Drive or Ride in a Tesla? Employees Shared “sometimes highly invasive videos and images recorded by customers’ car cameras”

By B.N. Frank

There’s a saying “Any publicity is good publicity”.  That hasn’t been the case for Tesla or company owner Elon Musk.  It’s not breaking news that Tesla vehicles have been associated with

Lawsuits have been filed by Tesla investors as well as owners.  Perhaps this new report will inspire another one.

From Ars Technica:


Tesla workers shared images from car cameras, including “scenes of intimacy”
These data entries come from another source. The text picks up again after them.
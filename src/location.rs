//! Lookup tables tying sensor ids to room names, plus the query resolver.

pub const UNKNOWN_LOCATION: &str = "Unknown";

/// Location names the API recognizes, lower-cased for membership tests.
const KNOWN_LOCATIONS: [&str; 4] = ["living room", "bedroom", "kitchen", "unknown"];

/// Forward lookup: sensor id to room name.
pub fn location_for_sensor(sensor_id: i64) -> &'static str {
    match sensor_id {
        1 => "Living Room",
        2 => "Bedroom",
        3 => "Kitchen",
        _ => UNKNOWN_LOCATION,
    }
}

/// Reverse lookup: canonical room name to sensor id. "0" for anything
/// outside the table, including "Unknown" itself.
pub fn sensor_id_for_location(location: &str) -> &'static str {
    match location.to_lowercase().as_str() {
        "living room" => "1",
        "bedroom" => "2",
        "kitchen" => "3",
        _ => "0",
    }
}

pub fn is_known_location(location: &str) -> bool {
    KNOWN_LOCATIONS.contains(&location.to_lowercase().as_str())
}

/// Title-case every whitespace-separated word: first letter uppercased,
/// the rest lowercased. Whitespace is preserved as-is.
pub fn title_case(input: &str) -> String {
    let mut out = String::with_capacity(input.len());
    let mut at_word_start = true;
    for ch in input.chars() {
        if ch.is_whitespace() {
            at_word_start = true;
            out.push(ch);
        } else if at_word_start {
            out.extend(ch.to_uppercase());
            at_word_start = false;
        } else {
            out.extend(ch.to_lowercase());
        }
    }
    out
}

/// Resolve the `location` query parameter to the string handed to the
/// reading builder.
///
/// Missing or blank input short-circuits to "Unknown". A numeric value is
/// treated as a sensor id and mapped through the location table. Anything
/// else passes through verbatim; title casing and the final known-location
/// check happen when the reading is built.
pub fn resolve_query_location(location: Option<&str>) -> String {
    let Some(raw) = location else {
        return UNKNOWN_LOCATION.to_string();
    };
    if raw.trim().is_empty() {
        return UNKNOWN_LOCATION.to_string();
    }
    match raw.trim().parse::<i64>() {
        Ok(sensor_id) => location_for_sensor(sensor_id).to_string(),
        Err(_) => raw.to_string(),
    }
}
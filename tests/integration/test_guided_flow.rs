//! End-to-end tests for the guided simplification flow.
//!
//! These drive the tutor exactly the way a front-end would: submit
//! answers, wait out the deferred advance (fired directly here, since the
//! delay is the driver's concern) and watch the difficulty adapt.

use std::time::Duration;

use futures::future::{pending, BoxFuture};
use rand::rngs::SmallRng;
use rand::SeedableRng;
use tutor_engine::{
    explanation_or_fallback, word_problem_or_fallback, ContentProvider, DifficultyTier, Fraction,
    Step, SubmitOutcome, Tutor, TutorConfig, WordProblem,
};

fn tutor_at(tier: DifficultyTier, seed: u64) -> Tutor<SmallRng> {
    let config = TutorConfig {
        start_tier: tier,
        ..Default::default()
    };
    Tutor::with_rng(config, SmallRng::seed_from_u64(seed))
}

fn accepted(outcome: SubmitOutcome) -> tutor_engine::AdvanceToken {
    match outcome {
        SubmitOutcome::Accepted(token) => token,
        other => panic!("expected Accepted, got {other:?}"),
    }
}

/// Solves the active exercise completely, using the session's own derived
/// answers.
fn solve_current(tutor: &mut Tutor<SmallRng>) {
    let divisor = tutor.session().divisor().to_string();
    let reduced = tutor.session().reduced();

    let token = accepted(tutor.submit_gcd(&divisor));
    assert!(tutor.advance(token));
    assert_eq!(tutor.session().step(), Step::ResultEntry);

    let token = accepted(tutor.submit_result(
        &reduced.numerator.to_string(),
        &reduced.denominator.to_string(),
    ));
    assert!(tutor.advance(token));
    assert_eq!(tutor.session().step(), Step::Complete);
}

#[test]
fn full_walkthrough_raises_difficulty_each_time() {
    let mut tutor = tutor_at(DifficultyTier::Easy, 1);

    solve_current(&mut tutor);
    assert_eq!(tutor.tier(), DifficultyTier::Medium);

    tutor.new_exercise();
    assert_eq!(tutor.session().step(), Step::GcdEntry);
    solve_current(&mut tutor);
    assert_eq!(tutor.tier(), DifficultyTier::Hard);

    // Hard is the ceiling no matter how many more exercises succeed.
    tutor.new_exercise();
    solve_current(&mut tutor);
    assert_eq!(tutor.tier(), DifficultyTier::Hard);
}

#[test]
fn seeded_scenario_four_eighths() {
    let mut tutor = Tutor::seeded(TutorConfig::default(), Fraction::new(4, 8));
    assert_eq!(tutor.session().fraction(), Fraction::new(4, 8));
    assert_eq!(tutor.session().divisor(), 4);
    assert_eq!(tutor.session().reduced(), Fraction::new(1, 2));

    // A merely common divisor is not accepted.
    assert_eq!(tutor.submit_gcd("2"), SubmitOutcome::Rejected);

    let token = accepted(tutor.submit_gcd("4"));
    assert!(tutor.advance(token));

    // The original (unreduced) pair is rejected at the result step.
    assert_eq!(tutor.submit_result("4", "8"), SubmitOutcome::Rejected);

    let before = tutor.tier();
    let token = accepted(tutor.submit_result("1", "2"));
    assert!(tutor.advance(token));
    assert_eq!(tutor.session().step(), Step::Complete);
    assert_eq!(tutor.tier(), before.harder());
}

#[test]
fn easier_escape_hatch_lowers_and_resets() {
    let mut tutor = tutor_at(DifficultyTier::Hard, 2);

    // Get part-way through, then bail out.
    let divisor = tutor.session().divisor().to_string();
    let token = accepted(tutor.submit_gcd(&divisor));

    assert!(tutor.request_easier());
    assert_eq!(tutor.tier(), DifficultyTier::Medium);
    assert_eq!(tutor.session().step(), Step::GcdEntry);
    assert!(DifficultyTier::Medium
        .denominators()
        .contains(&tutor.session().fraction().denominator));

    // The abandoned session's timer firing late must not touch the new one.
    assert!(!tutor.advance(token));
    assert_eq!(tutor.session().step(), Step::GcdEntry);
}

#[test]
fn every_generated_exercise_is_simplifiable() {
    for seed in 0..20 {
        for tier in [
            DifficultyTier::Easy,
            DifficultyTier::Medium,
            DifficultyTier::Hard,
        ] {
            let mut tutor = tutor_at(tier, seed);
            for _ in 0..10 {
                let fraction = tutor.session().fraction();
                assert!(fraction.is_proper(), "{tier:?}: {fraction}");
                assert!(
                    fraction.divisor() > 1,
                    "{tier:?}: {fraction} has nothing to simplify"
                );
                solve_current(&mut tutor);
                tutor.new_exercise();
            }
        }
    }
}

#[test]
fn retries_are_unlimited_and_state_is_stable() {
    let mut tutor = Tutor::seeded(TutorConfig::default(), Fraction::new(6, 12));

    for wrong in ["1", "2", "3", "4", "5", "7", "banana", ""] {
        assert_eq!(tutor.submit_gcd(wrong), SubmitOutcome::Rejected);
        assert_eq!(tutor.session().step(), Step::GcdEntry);
    }
    // Still solvable after any number of failures.
    let token = accepted(tutor.submit_gcd("6"));
    assert!(tutor.advance(token));
}

/// A story service that never comes back, as seen from a flaky network.
struct OfflineStoryService;

impl ContentProvider for OfflineStoryService {
    fn explanation<'a>(
        &'a self,
        _topic: &'a str,
        _fraction: Option<Fraction>,
    ) -> BoxFuture<'a, Option<String>> {
        Box::pin(pending())
    }

    fn word_problem(&self) -> BoxFuture<'_, Option<WordProblem>> {
        Box::pin(pending())
    }
}

#[tokio::test(start_paused = true)]
async fn offline_story_service_never_blocks_the_lesson() {
    let timeout = TutorConfig::default().provider_timeout();

    let problem = word_problem_or_fallback(&OfflineStoryService, timeout).await;
    assert!(problem.answer().is_proper());
    assert!(problem.check(problem.answer().numerator, problem.answer().denominator));

    let text = explanation_or_fallback(
        &OfflineStoryService,
        timeout,
        "simplifying fractions",
        Some(Fraction::new(4, 8)),
    )
    .await;
    assert!(!text.is_empty());
}

#[test]
fn deep_linked_already_reduced_fraction_is_survivable() {
    let mut tutor = Tutor::seeded(TutorConfig::default(), Fraction::new(3, 7));
    assert!(tutor.session().is_already_reduced());

    let token = accepted(tutor.submit_gcd("1"));
    assert!(tutor.advance(token));
    let token = accepted(tutor.submit_result("3", "7"));
    assert!(tutor.advance(token));
    assert_eq!(tutor.session().step(), Step::Complete);
}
Ex-staffers tell Reuters about internal image sharing: “We could see their kids.”

Jon Brodkin

From 2019 to at least mid-2022, Tesla employees used an internal messaging system to share “sometimes highly invasive videos and images recorded by customers’ car cameras,” according to a lengthy Reuters report based on interviews with nine former Tesla employees.

Although Tesla says its in-car cameras are “designed from the ground up to protect your privacy,” today’s Reuters report described employees as having easy access to the cameras’ output and sharing that freely with other employees:

Some of the recordings caught Tesla customers in embarrassing situations. One ex-employee described a video of a man approaching a vehicle completely naked.

Also shared: crashes and road-rage incidents. One crash video in 2021 showed a Tesla driving at high speed in a residential area hitting a child riding a bike, according to another ex-employee. The child flew in one direction, the bike in another. The video spread around a Tesla office in San Mateo, California, via private one-on-one chats, “like wildfire,” the ex-employee said.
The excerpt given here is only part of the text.